How to recognize and avoid password phishing?

“Wait… Did someone really just log into my account? Do I really need to change this password? Did I even do something on this account recently?”

This is the monologue that should occur every time a password phishing email appears in the inbox.

And yet, in 2020, this monologue failed to happen in 74% of U.S. companies. That is the percentage of successful phishing attacks for last year.

What is password phishing?

Password phishing is a scam that is carried out through common lines of communication: email, instant messages, text message and even phone or video calls.

The most common practice is email-based scamming. The purpose of it is to trick the recipient into giving away sensitive information.

The information sough after usually includes:

passwords;
date of birth;
credit card number;
social security numbers;
home address.

Commonly, the recipient receives a professional and official looking email from a seemingly trusted source (e.g. bank, place of education, social media sites and other services that a person might use). The email is designed to look like a credible one, so the victim often falls for the trick and follows the given instructions.

For instance, the email might ask you to urgently change your password or provide other sensitive information by clicking the link. Common reasoning provided by the perpetrators is that your credentials have supposedly been breached; or you are being contacted by government authorities; or your bank has stopped a fraud related to you.

However, all the data you provide is sent to the criminals, instead of the organization you thought to be in contact with.

Why is phishing the most popular cybercrime?

According to Statista, phishing was the most popular cybercrime in 2020. Notably, the spike in password phishing crimes can be linked to the Covid-19.

FBI reported that there were 11 times more phishing complaints in 2020 compared to 2016. The reason behind this is logical. More people are working from home – a less secure environment – and thus there are naturally more victims to target.

The second alarming reason behind the popularity of password phishing is the improvement of artificial intelligence and the growth of spear phishing methods. Spear phishing works similarly to regular phishing, but each email is custom designed for each recipient. The reason behind this is spear phishing often targets specific, high-profile people in companies, usually C-level executives or department directors.

For instance, if a general phishing email can ask you to log in to a form that looks like a common website, a spear-phishing email might include your name or even more of your personal data. This significantly increases the chance you will trust the recipient more and provide your data.

The 2020 Verizon report suggests that 86% of all breaches were financially motivated. Your data is a commodity and malicious parties will go far in order to get it.

Let’s learn how to protect it.

How to recognize a phishing email?

When you know precisely what the red flags are, it becomes incomparably more difficult for a criminal to trick you.

This is a checklist that you should always run through whenever a you get a suspicious email (asking for your personal information, is filled to the brim with links, offers something that sounds too good to be true, etc.).

Sender

Always check who you’ve received an email from.

If your bank sends you an email using a Gmail, Hotmail, Yahoo mail or a similar popularsuffix, you can be sure that this email was not sent by your bank.

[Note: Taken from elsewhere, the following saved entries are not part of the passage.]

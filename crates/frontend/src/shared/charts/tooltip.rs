//! Tooltip placement inside a chart area

#[derive(Debug, Clone, Copy, PartialEq)]
pub struct Size {
    pub width: f64,
    pub height: f64,
}

impl Size {
    pub fn new(width: f64, height: f64) -> Self {
        Self { width, height }
    }
}

pub const TOOLTIP_OFFSET: f64 = 12.0;

/// Top-left corner of the tooltip box.
///
/// Preferred place is right of and above the cursor; it flips to the left when
/// it would overflow the right edge and below when it would overflow the top,
/// then gets clamped into the chart.
pub fn tooltip_position(cursor: (f64, f64), tooltip: Size, bounds: Size) -> (f64, f64) {
    let (cx, cy) = cursor;

    let mut x = cx + TOOLTIP_OFFSET;
    if x + tooltip.width > bounds.width {
        x = cx - TOOLTIP_OFFSET - tooltip.width;
    }

    let mut y = cy - TOOLTIP_OFFSET - tooltip.height;
    if y < 0.0 {
        y = cy + TOOLTIP_OFFSET;
    }

    (
        clamp_axis(x, tooltip.width, bounds.width),
        clamp_axis(y, tooltip.height, bounds.height),
    )
}

fn clamp_axis(pos: f64, size: f64, limit: f64) -> f64 {
    let max = (limit - size).max(0.0);
    pos.clamp(0.0, max)
}

#[cfg(test)]
mod tests {
    use super::*;

    const BOUNDS: Size = Size {
        width: 400.0,
        height: 300.0,
    };
    const TIP: Size = Size {
        width: 100.0,
        height: 40.0,
    };

    #[test]
    fn test_default_is_right_above() {
        assert_eq!(tooltip_position((100.0, 150.0), TIP, BOUNDS), (112.0, 98.0));
    }

    #[test]
    fn test_flips_left_near_right_edge() {
        let (x, _) = tooltip_position((350.0, 150.0), TIP, BOUNDS);
        assert_eq!(x, 238.0);
    }

    #[test]
    fn test_flips_below_near_top() {
        let (_, y) = tooltip_position((100.0, 20.0), TIP, BOUNDS);
        assert_eq!(y, 32.0);
    }

    #[test]
    fn test_always_inside_bounds() {
        for &(cx, cy) in &[(0.0, 0.0), (400.0, 300.0), (5.0, 295.0), (395.0, 5.0)] {
            let (x, y) = tooltip_position((cx, cy), TIP, BOUNDS);
            assert!(x >= 0.0 && x + TIP.width <= BOUNDS.width, "x={} for {:?}", x, (cx, cy));
            assert!(y >= 0.0 && y + TIP.height <= BOUNDS.height, "y={} for {:?}", y, (cx, cy));
        }
    }

    #[test]
    fn test_oversized_tooltip_pins_to_origin() {
        let big = Size::new(500.0, 400.0);
        assert_eq!(tooltip_position((200.0, 150.0), big, BOUNDS), (0.0, 0.0));
    }
}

Also, carefully investigate the domain that follows “@” in the sender’s address. If it seems that you’ve received a letter from Facebook, but it was sent from john@ Faceboook.com(three Os), that’s a huge red flag.

(Facebook provides a list of email addresses that they send their official emails from. If the one you received is not on this list, Facebook is not the sender.) Apply this rule to all emails that you get from organizations – if something seems suspicious, contact a representative from the organization and ask to provide an official list of their email addresses.

Links

If the email contains a link that looks trustworthy, instead of pressing on it hover on it with your mouse. At the bottom of the window (or next to the link), you should see the domain you will be directed to. If that is not a domain your expected, never click on it.

Domains

If you did (accidentally) click on a suspicious link, be very cautious on the website you’ve been directed to. Be especially careful if it asks you to fill in any personal data. In popular password phishing practices, it is common to replicate the website (f.e. Facebook or Gmail login field) on a similar domain but change only a letter or add a word to it.

For instance, instead of the wellsfargo.com domain, you might see a wellsfargoofficial.com or wwellsfargo.com– a minor change that might be easy to spot, but once you do you can instantly reveal it’s a scam.

Password manager can protect you from password phishing.

Password manager provides you an additional level of security. This might help you protect yourself from an expensive and dangerous password phishing attack.

For example, PassCamp password manager provides you with an autofill feature. This feature automatically detects websites you have saved passwords for. For example, if you click on a suspicious link, it will likely direct you to a non-original website. The password manager will then show you that you don’t have any passwords saved on this domain. This provides you with an easy way to notice spoofs in fake URLs.

In addition to that, PassCamp supports and encourages high password hygiene standards. With PassCamp, you always have strong and complex passwords, additionally protected with Two-factor Authentication.

Lastly, there’s a simple rule regarding password phishing emails – never trust any email that comes to your inbox.